* Assignment
Lines of the records that hold the word "already" are to be counted; give the number and nothing more.
━━━ Data in this exercise
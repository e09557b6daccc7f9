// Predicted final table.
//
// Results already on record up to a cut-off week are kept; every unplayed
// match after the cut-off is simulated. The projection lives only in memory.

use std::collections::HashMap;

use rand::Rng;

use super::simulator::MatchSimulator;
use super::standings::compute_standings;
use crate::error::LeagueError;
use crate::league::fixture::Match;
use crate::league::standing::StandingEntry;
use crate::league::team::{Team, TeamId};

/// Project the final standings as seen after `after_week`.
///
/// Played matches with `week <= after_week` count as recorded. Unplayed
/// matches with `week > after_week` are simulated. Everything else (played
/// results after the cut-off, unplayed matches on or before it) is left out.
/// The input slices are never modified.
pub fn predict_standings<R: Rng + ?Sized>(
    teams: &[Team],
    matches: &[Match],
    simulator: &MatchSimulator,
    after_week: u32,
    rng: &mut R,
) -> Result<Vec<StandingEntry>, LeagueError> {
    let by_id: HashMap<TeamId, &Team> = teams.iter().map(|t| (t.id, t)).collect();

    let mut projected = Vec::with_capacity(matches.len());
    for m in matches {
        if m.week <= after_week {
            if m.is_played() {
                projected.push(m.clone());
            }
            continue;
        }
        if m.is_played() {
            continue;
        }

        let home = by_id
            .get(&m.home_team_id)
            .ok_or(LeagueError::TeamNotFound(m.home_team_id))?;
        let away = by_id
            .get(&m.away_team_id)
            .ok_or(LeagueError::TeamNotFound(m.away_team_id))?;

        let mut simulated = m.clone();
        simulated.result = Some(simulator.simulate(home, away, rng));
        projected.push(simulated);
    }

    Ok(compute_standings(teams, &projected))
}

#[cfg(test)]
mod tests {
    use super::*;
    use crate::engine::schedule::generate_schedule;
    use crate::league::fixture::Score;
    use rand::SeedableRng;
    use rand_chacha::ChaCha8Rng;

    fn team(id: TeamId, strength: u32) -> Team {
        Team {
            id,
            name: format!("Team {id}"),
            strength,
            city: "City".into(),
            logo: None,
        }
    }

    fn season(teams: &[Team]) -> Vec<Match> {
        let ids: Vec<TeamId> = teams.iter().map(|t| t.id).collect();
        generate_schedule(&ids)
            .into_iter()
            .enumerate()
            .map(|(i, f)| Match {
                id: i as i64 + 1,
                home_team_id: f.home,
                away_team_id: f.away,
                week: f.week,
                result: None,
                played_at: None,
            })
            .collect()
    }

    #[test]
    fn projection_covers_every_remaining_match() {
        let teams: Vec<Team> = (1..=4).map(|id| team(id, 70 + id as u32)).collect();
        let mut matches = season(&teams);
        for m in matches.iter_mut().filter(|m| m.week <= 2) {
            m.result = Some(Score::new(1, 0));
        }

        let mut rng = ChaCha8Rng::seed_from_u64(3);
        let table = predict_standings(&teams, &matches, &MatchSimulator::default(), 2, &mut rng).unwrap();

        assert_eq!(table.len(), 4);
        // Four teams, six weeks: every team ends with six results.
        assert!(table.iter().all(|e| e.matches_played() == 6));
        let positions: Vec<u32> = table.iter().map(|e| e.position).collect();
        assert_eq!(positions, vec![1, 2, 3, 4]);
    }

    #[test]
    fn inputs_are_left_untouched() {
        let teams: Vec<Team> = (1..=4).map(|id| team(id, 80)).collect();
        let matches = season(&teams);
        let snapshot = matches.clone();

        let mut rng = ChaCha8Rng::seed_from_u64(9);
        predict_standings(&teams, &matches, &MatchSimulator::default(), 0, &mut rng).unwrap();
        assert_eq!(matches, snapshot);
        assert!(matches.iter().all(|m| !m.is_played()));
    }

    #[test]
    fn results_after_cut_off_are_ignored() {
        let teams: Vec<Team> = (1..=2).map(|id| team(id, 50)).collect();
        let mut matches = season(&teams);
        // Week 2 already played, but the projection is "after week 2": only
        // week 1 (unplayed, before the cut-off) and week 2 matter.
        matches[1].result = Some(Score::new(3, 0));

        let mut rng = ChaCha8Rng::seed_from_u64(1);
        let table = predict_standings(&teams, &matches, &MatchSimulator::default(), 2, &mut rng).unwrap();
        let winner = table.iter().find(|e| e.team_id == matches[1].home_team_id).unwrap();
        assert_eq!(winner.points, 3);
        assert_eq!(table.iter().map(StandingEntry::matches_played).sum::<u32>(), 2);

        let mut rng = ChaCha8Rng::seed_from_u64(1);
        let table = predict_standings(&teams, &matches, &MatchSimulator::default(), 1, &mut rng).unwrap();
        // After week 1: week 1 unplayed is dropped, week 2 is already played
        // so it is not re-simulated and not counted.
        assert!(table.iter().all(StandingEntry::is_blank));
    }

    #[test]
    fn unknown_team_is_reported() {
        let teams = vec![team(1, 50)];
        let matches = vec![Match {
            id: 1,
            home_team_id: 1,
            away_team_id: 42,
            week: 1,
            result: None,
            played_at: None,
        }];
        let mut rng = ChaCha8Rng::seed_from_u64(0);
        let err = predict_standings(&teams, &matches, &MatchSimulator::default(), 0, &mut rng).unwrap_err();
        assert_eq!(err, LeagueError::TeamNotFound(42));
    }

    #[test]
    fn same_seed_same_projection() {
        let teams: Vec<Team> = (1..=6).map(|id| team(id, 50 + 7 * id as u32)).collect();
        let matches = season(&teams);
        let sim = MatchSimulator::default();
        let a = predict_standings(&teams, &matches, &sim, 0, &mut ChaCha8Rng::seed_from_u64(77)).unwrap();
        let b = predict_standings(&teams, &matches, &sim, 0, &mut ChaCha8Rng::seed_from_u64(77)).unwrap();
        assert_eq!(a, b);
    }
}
━━━━━━
* Answer section
3